(EXCERPTED RECORDS begins)
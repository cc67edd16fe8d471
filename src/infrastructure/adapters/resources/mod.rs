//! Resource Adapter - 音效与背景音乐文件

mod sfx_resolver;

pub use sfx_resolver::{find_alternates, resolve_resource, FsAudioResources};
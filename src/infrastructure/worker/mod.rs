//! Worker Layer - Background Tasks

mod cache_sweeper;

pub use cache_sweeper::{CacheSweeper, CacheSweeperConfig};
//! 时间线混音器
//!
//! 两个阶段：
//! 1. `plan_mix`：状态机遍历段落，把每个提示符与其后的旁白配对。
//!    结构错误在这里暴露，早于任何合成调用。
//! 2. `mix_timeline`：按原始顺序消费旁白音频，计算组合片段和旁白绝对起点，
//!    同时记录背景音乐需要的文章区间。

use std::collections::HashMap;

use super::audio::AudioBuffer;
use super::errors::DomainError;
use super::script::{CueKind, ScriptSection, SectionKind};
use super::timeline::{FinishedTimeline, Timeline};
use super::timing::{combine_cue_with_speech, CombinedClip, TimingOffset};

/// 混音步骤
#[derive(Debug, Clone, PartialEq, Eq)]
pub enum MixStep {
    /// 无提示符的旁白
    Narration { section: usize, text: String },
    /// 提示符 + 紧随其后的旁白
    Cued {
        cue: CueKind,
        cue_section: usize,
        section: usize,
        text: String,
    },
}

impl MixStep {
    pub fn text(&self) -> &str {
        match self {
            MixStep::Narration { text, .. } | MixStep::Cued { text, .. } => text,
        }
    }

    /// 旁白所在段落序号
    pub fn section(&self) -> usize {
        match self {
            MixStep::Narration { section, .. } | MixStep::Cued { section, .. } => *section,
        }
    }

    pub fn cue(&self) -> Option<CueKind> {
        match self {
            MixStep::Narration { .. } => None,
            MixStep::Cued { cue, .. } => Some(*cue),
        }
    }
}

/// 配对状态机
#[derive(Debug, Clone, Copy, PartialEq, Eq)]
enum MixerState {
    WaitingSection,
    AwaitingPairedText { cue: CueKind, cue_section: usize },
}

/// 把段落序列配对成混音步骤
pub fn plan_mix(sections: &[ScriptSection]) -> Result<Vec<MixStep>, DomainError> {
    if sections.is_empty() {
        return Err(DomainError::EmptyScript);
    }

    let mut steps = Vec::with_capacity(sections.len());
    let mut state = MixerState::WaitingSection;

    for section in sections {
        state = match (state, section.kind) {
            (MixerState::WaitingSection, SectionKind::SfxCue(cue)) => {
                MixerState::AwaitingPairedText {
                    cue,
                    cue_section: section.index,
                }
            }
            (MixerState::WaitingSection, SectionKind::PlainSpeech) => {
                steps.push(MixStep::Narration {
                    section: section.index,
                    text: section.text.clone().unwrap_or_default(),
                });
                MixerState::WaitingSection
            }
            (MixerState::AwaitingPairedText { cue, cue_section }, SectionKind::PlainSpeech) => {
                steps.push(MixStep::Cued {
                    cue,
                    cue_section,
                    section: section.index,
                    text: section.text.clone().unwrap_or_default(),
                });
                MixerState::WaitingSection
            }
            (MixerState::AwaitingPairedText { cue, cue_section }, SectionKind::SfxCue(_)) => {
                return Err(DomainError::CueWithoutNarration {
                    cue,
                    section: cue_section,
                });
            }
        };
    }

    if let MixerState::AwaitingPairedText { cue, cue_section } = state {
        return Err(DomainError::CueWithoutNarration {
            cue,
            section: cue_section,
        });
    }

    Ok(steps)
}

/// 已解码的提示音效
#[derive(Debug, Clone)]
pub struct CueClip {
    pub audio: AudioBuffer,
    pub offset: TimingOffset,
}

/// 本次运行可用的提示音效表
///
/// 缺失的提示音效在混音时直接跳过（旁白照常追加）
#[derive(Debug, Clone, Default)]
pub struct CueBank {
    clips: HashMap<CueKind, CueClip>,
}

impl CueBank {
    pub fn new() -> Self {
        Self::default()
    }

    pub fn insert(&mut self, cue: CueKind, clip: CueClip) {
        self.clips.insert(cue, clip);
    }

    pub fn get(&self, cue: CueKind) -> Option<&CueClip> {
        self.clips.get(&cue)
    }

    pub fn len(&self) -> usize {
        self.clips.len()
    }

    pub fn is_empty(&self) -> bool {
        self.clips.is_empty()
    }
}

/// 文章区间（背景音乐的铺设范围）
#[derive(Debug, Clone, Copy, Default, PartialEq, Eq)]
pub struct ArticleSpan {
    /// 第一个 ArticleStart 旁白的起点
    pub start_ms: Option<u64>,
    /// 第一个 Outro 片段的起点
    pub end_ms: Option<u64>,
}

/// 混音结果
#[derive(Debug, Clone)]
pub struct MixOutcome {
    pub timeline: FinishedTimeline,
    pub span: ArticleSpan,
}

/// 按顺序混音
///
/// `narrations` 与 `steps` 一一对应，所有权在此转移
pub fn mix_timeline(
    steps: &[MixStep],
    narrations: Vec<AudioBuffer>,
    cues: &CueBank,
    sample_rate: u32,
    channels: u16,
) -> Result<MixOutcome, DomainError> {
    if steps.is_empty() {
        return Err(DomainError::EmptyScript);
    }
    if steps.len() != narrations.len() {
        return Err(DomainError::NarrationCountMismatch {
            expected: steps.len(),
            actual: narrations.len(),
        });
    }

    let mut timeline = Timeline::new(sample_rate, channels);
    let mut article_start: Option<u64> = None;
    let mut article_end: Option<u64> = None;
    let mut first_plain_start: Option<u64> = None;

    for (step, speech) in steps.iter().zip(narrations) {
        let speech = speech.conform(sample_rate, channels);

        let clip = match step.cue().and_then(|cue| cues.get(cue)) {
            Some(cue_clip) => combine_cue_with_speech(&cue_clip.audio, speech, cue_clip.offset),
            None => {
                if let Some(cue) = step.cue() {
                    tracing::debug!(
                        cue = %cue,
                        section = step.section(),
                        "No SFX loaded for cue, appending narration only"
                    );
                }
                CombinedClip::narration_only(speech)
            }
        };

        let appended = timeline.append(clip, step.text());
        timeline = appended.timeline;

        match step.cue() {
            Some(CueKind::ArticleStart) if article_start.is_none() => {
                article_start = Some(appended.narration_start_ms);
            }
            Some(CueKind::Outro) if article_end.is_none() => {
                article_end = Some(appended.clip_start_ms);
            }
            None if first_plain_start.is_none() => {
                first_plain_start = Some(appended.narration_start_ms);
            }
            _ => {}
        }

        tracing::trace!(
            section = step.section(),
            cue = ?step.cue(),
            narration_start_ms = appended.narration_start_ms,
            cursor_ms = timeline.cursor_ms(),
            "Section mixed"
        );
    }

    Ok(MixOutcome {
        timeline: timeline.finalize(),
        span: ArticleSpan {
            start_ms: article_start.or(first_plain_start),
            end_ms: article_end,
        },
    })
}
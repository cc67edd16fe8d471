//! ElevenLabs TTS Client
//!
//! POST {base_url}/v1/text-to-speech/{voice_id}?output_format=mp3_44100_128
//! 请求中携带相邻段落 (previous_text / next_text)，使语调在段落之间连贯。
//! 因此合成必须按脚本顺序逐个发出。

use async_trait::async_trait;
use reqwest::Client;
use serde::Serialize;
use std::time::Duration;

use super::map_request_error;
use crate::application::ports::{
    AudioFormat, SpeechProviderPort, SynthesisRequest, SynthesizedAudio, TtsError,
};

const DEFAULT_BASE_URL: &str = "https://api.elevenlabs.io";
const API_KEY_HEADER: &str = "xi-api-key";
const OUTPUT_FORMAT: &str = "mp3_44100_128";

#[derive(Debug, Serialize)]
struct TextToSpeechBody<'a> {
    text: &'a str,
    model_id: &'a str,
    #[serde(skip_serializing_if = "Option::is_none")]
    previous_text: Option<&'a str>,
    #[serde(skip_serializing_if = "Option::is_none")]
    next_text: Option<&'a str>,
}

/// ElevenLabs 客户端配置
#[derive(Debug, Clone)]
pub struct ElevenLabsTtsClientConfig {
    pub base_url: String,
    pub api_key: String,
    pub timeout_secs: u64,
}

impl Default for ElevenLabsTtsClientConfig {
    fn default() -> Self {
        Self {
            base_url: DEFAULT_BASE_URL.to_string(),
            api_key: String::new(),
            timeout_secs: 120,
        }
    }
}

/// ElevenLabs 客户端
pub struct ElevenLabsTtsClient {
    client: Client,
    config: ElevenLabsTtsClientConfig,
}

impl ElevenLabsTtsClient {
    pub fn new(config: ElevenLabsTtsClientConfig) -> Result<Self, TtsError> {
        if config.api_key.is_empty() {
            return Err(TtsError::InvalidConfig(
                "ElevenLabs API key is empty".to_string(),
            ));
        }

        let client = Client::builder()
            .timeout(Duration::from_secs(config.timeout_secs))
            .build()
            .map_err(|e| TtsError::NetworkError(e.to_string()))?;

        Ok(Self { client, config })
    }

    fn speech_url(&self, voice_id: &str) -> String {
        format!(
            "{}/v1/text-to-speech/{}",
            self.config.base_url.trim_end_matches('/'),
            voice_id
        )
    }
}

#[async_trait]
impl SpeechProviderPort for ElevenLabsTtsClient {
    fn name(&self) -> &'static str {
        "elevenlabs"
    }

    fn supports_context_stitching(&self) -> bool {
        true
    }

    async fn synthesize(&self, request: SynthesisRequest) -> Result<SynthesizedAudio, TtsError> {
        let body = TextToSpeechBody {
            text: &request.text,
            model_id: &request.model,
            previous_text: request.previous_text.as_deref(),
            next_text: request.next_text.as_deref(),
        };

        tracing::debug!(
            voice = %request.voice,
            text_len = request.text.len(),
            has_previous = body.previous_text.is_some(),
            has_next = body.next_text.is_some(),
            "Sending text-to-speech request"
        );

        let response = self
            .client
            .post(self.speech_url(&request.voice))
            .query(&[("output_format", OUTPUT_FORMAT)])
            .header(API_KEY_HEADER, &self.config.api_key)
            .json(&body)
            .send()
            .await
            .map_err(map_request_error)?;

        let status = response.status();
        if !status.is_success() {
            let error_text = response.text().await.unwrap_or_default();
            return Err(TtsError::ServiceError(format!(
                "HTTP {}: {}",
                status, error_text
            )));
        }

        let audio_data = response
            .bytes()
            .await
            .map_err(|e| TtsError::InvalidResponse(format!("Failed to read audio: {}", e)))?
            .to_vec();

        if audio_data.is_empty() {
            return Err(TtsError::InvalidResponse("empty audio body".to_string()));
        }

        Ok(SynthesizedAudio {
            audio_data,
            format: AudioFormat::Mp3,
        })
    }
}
(EXCERPTED RECORDS ends)
(EXCERPTED RECORDS begins)
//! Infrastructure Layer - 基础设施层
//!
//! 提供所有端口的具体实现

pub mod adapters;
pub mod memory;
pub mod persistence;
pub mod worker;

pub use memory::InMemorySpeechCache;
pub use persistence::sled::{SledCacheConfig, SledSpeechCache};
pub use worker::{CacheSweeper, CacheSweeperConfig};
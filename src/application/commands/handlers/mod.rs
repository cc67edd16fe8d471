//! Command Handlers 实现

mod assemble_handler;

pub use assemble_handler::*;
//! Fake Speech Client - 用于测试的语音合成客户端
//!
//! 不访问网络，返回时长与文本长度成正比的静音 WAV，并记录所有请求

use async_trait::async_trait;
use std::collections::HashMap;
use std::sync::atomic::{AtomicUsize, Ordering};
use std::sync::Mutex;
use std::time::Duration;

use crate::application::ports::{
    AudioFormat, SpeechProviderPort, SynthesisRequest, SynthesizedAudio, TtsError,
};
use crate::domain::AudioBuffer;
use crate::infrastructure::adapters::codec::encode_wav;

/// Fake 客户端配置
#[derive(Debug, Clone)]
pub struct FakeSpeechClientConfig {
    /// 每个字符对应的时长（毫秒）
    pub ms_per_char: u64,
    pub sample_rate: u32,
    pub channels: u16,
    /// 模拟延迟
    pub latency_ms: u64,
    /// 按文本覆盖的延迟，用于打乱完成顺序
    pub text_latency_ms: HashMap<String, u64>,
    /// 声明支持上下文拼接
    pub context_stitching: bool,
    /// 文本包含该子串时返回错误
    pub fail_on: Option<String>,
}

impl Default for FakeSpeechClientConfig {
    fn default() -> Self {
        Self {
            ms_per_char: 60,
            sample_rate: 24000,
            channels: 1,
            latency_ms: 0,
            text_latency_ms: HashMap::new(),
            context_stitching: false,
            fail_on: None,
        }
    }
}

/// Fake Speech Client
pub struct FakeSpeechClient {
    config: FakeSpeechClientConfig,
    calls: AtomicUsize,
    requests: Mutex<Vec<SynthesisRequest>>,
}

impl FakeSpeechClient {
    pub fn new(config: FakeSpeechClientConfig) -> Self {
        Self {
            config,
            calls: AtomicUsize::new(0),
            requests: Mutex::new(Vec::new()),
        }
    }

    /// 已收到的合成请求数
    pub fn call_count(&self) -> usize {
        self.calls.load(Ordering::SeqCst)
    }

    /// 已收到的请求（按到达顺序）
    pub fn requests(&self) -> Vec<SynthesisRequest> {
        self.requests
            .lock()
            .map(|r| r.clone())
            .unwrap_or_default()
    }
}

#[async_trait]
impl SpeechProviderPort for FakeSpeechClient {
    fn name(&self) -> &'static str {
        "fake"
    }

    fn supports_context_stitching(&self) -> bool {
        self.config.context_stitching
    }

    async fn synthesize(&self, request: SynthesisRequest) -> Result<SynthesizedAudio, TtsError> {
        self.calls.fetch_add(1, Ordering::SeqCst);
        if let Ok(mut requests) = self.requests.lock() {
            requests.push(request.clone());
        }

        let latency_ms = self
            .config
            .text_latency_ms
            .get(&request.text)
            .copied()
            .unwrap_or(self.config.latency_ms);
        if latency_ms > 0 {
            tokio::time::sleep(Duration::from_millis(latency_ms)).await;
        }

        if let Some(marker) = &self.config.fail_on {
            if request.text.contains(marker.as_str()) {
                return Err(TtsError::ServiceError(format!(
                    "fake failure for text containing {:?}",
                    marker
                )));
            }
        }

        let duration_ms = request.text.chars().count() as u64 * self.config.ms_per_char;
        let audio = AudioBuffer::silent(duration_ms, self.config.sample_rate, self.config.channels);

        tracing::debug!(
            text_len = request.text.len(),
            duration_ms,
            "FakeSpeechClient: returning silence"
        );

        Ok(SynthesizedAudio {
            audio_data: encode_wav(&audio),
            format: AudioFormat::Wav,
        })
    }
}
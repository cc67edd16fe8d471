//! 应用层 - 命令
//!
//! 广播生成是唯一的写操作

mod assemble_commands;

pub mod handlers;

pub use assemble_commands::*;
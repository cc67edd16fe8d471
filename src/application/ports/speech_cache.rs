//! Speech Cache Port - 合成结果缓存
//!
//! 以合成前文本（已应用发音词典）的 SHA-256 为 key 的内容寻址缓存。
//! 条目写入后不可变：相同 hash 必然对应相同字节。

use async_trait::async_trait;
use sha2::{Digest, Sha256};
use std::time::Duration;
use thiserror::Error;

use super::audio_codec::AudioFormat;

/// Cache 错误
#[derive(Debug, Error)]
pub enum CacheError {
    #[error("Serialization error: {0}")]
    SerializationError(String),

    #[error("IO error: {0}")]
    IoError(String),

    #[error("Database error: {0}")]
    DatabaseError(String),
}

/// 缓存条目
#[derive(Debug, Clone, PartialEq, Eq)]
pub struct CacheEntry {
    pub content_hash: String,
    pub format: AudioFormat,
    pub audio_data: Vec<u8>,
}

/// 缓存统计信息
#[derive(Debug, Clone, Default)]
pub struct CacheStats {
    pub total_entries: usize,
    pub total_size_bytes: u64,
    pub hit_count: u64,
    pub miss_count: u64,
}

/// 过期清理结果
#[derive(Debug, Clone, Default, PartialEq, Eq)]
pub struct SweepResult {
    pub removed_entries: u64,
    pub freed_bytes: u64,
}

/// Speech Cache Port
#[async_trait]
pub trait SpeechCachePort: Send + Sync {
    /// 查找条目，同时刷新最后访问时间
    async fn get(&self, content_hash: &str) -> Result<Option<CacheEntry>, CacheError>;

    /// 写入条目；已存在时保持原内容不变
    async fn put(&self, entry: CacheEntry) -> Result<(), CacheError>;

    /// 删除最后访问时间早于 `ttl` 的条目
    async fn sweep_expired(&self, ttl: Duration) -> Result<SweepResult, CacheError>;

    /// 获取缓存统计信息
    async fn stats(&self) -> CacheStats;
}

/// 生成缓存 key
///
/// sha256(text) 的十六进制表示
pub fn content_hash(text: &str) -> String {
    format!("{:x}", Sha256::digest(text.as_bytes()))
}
(EXCERPTED RECORDS ends)
- TASK INSTRUCTIONS: Copy out each line of the data above, exactly, if it lies between the line holding "self.clips.len()" and the line holding "let mut first_plain_start: Option<u64>", inclusive; copy no other line.

- ANSWER:
        self.clips.len()
    }

    pub fn is_empty(&self) -> bool {
        self.clips.is_empty()
    }
}

/// 文章区间（背景音乐的铺设范围）
#[derive(Debug, Clone, Copy, Default, PartialEq, Eq)]
pub struct ArticleSpan {
    /// 第一个 ArticleStart 旁白的起点
    pub start_ms: Option<u64>,
    /// 第一个 Outro 片段的起点
    pub end_ms: Option<u64>,
}

/// 混音结果
#[derive(Debug, Clone)]
pub struct MixOutcome {
    pub timeline: FinishedTimeline,
    pub span: ArticleSpan,
}

/// 按顺序混音
///
/// `narrations` 与 `steps` 一一对应，所有权在此转移
pub fn mix_timeline(
    steps: &[MixStep],
    narrations: Vec<AudioBuffer>,
    cues: &CueBank,
    sample_rate: u32,
    channels: u16,
) -> Result<MixOutcome, DomainError> {
    if steps.is_empty() {
        return Err(DomainError::EmptyScript);
    }
    if steps.len() != narrations.len() {
        return Err(DomainError::NarrationCountMismatch {
            expected: steps.len(),
            actual: narrations.len(),
        });
    }

    let mut timeline = Timeline::new(sample_rate, channels);
    let mut article_start: Option<u64> = None;
    let mut article_end: Option<u64> = None;
    let mut first_plain_start: Option<u64> = None;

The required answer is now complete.